== ABOUT THIS EXERCISE ==
Match on the string "push" in the entries below and return every matching line.

(Records from a dataset)
/// Disk-based file storage backend
use crate::{
    error::{WorkError, WorkResult},
    file_store::{FileBackend, StoredObject},
};
use async_trait::async_trait;
use chrono::{DateTime, Utc};
use std::path::{Path, PathBuf};
use tokio::fs;

/// Disk storage backend
///
/// Stores files under the storage root using the relative layout produced by
/// the lifecycle manager (`images/`, `videos/`, `targets/`, ...).
#[derive(Clone)]
pub struct DiskFileBackend {
    base_path: PathBuf,
}

impl DiskFileBackend {
    /// Create a new disk storage backend
    pub fn new(base_path: PathBuf) -> Self {
        Self { base_path }
    }

    pub fn base_path(&self) -> &Path {
        &self.base_path
    }

    /// Get the absolute location for a relative path
    fn resolve(&self, relative_path: &str) -> PathBuf {
        self.base_path.join(relative_path)
    }

    /// Relative, forward-slash form of an absolute path under the root
    fn relativize(&self, path: &Path) -> Option<String> {
        let relative = path.strip_prefix(&self.base_path).ok()?;
        let parts: Vec<String> = relative
            .components()
            .map(|c| c.as_os_str().to_string_lossy().into_owned())
            .collect();
        Some(parts.join("/"))
    }
}

#[async_trait]
impl FileBackend for DiskFileBackend {
    async fn write(&self, relative_path: &str, data: Vec<u8>) -> WorkResult<()> {
        let path = self.resolve(relative_path);
        if let Some(parent) = path.parent() {
            fs::create_dir_all(parent).await.map_err(|e| {
                WorkError::FileOperation(format!("Failed to create upload directory: {}", e))
            })?;
        }

        fs::write(&path, data).await.map_err(|e| {
            WorkError::FileOperation(format!("Failed to write file {}: {}", relative_path, e))
        })?;

        Ok(())
    }

    async fn delete(&self, relative_path: &str) -> WorkResult<bool> {
        let path = self.resolve(relative_path);

        match fs::remove_file(&path).await {
            Ok(()) => Ok(true),
            Err(e) if e.kind() == std::io::ErrorKind::NotFound => Ok(false),
            Err(e) => Err(WorkError::FileOperation(format!(
                "Failed to delete file {}: {}",
                relative_path, e
            ))),
        }
    }

    async fn exists(&self, relative_path: &str) -> WorkResult<bool> {
        match fs::metadata(self.resolve(relative_path)).await {
            Ok(metadata) => Ok(metadata.is_file()),
            Err(e) if e.kind() == std::io::ErrorKind::NotFound => Ok(false),
            Err(e) => Err(WorkError::FileOperation(format!(
                "Failed to stat file {}: {}",
                relative_path, e
            ))),
        }
    }

    async fn list(&self) -> WorkResult<Vec<StoredObject>> {
        let mut objects = Vec::new();
        let mut pending = vec![self.base_path.clone()];

        while let Some(dir) = pending.pop() {
            let mut entries = match fs::read_dir(&dir).await {
                Ok(entries) => entries,
                Err(e) if e.kind() == std::io::ErrorKind::NotFound => continue,
                Err(e) => return Err(e.into()),
            };

            while let Some(entry) = entries.next_entry().await? {
                let metadata = entry.metadata().await?;
                if metadata.is_dir() {
                    pending.push(entry.path());
                    continue;
                }
                if !metadata.is_file() {
                    continue;
                }

                if let Some(relative_path) = self.relativize(&entry.path()) {
                    let modified_at: DateTime<Utc> = metadata.modified()?.into();
                    objects.push(StoredObject {
                        relative_path,
                        size: metadata.len(),
                        modified_at,
                    });
                }
            }
        }

        objects.sort_by(|a, b| a.relative_path.cmp(&b.relative_path));
        Ok(objects)
    }
}

#[cfg(test)]
mod tests {
    use super::*;
    use tempfile::tempdir;

    #[tokio::test]
    async fn test_write_and_exists() {
        let dir = tempdir().unwrap();
        let backend = DiskFileBackend::new(dir.path().to_path_buf());

        backend
            .write("images/image_1.png", b"png bytes".to_vec())
            .await
            .unwrap();

        assert!(backend.exists("images/image_1.png").await.unwrap());
        assert!(dir.path().join("images").join("image_1.png").exists());
    }

    #[tokio::test]
    async fn test_delete_is_idempotent() {
        let dir = tempdir().unwrap();
        let backend = DiskFileBackend::new(dir.path().to_path_buf());

        backend.write("videos/video_1.mp4", vec![0u8; 4]).await.unwrap();

        assert!(backend.delete("videos/video_1.mp4").await.unwrap());
        assert!(!backend.delete("videos/video_1.mp4").await.unwrap());
        assert!(!backend.exists("videos/video_1.mp4").await.unwrap());
    }

    #[tokio::test]
    async fn test_list_walks_subdirectories() {
        let dir = tempdir().unwrap();
        let backend = DiskFileBackend::new(dir.path().to_path_buf());

        backend.write("targets/target_1.mind", vec![1]).await.unwrap();
        backend.write("images/image_1.png", vec![1, 2]).await.unwrap();

        let objects = backend.list().await.unwrap();
        let paths: Vec<&str> = objects.iter().map(|o| o.relative_path.as_str()).collect();
        assert_eq!(paths, vec!["images/image_1.png", "targets/target_1.mind"]);
        assert_eq!(objects[0].size, 2);
    }

    #[tokio::test]
    async fn test_list_missing_root_is_empty() {
        let dir = tempdir().unwrap();
        let backend = DiskFileBackend::new(dir.path().join("uploads"));

        assert!(backend.list().await.unwrap().is_empty());
    }
}
/// Work Store - aggregate synchronization between the relational store and the file store
///
/// The orchestrator drives every mutation of a work as one SQLite
/// transaction, delegating collection changes to the reconciler and
/// structural checks to the validator. Physical files are written before the
/// transaction and deleted after its outcome is known.

pub mod models;
pub mod orchestrator;
pub mod reconciler;
pub mod share;
pub mod validator;

pub use models::*;
pub use orchestrator::WorkOrchestrator;
pub use reconciler::{MarkAndAppend, MarkAndAppendOutcome, ReplaceSet};
pub use share::ShareTokenIssuer;
pub use validator::Violation;

use crate::db::{AdditionalImage, Link, SocialMediaEntry, Video, Work};
use crate::error::WorkResult;
use sqlx::{Sqlite, SqlitePool, Transaction};

/// Build a `SELECT` over every [`Work`] column with the given tail
macro_rules! work_select {
    ($tail:literal) => {
        concat!(
            "SELECT id, title, description, category_id, owner_id, main_content_url, ",
            "main_content_type, target_file_url, status, share_token, created_at, updated_at ",
            "FROM works ",
            $tail
        )
    };
}
pub(crate) use work_select;

/// Open a transaction that holds the write lock from its first statement
///
/// A deferred transaction that reads before writing cannot wait for the
/// lock in WAL mode: SQLite fails the upgrade at once with `SQLITE_BUSY`.
/// `BEGIN IMMEDIATE` waits on the busy timeout instead.
pub(crate) async fn begin_write(db: &SqlitePool) -> WorkResult<Transaction<'static, Sqlite>> {
    Ok(db.begin_with("BEGIN IMMEDIATE").await?)
}

/// Fetch a work row by id
pub(crate) async fn fetch_work<'e, E>(executor: E, work_id: i64) -> WorkResult<Option<Work>>
where
    E: sqlx::Executor<'e, Database = Sqlite>,
{
    let work = sqlx::query_as::<_, Work>(work_select!("WHERE id = ?"))
        .bind(work_id)
        .fetch_optional(executor)
        .await?;

    Ok(work)
}

/// Load every dependent row of a work
pub(crate) async fn load_details(db: &SqlitePool, work: Work) -> WorkResult<WorkDetails> {
    let (tag_ids, additional_images, videos, links, social_entries) = tokio::try_join!(
        sqlx::query_scalar::<_, i64>("SELECT tag_id FROM work_tags WHERE work_id = ? ORDER BY tag_id")
            .bind(work.id)
            .fetch_all(db),
        sqlx::query_as::<_, AdditionalImage>(
            "SELECT id, work_id, image_url FROM additional_images WHERE work_id = ? ORDER BY id",
        )
        .bind(work.id)
        .fetch_all(db),
        sqlx::query_as::<_, Video>(
            "SELECT id, work_id, video_url, video_type FROM videos WHERE work_id = ? ORDER BY id",
        )
        .bind(work.id)
        .fetch_all(db),
        sqlx::query_as::<_, Link>("SELECT id, work_id, link_url FROM links WHERE work_id = ? ORDER BY id")
            .bind(work.id)
            .fetch_all(db),
        sqlx::query_as::<_, SocialMediaEntry>(
            "SELECT id, work_id, platform, handle_or_url FROM social_media WHERE work_id = ? ORDER BY id",
        )
        .bind(work.id)
        .fetch_all(db),
    )?;

    Ok(WorkDetails {
        work,
        tag_ids,
        additional_images,
        videos,
        links,
        social_entries,
    })
}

== TASK SOLUTION ==
                    pending.push(entry.path());
                    objects.push(StoredObject {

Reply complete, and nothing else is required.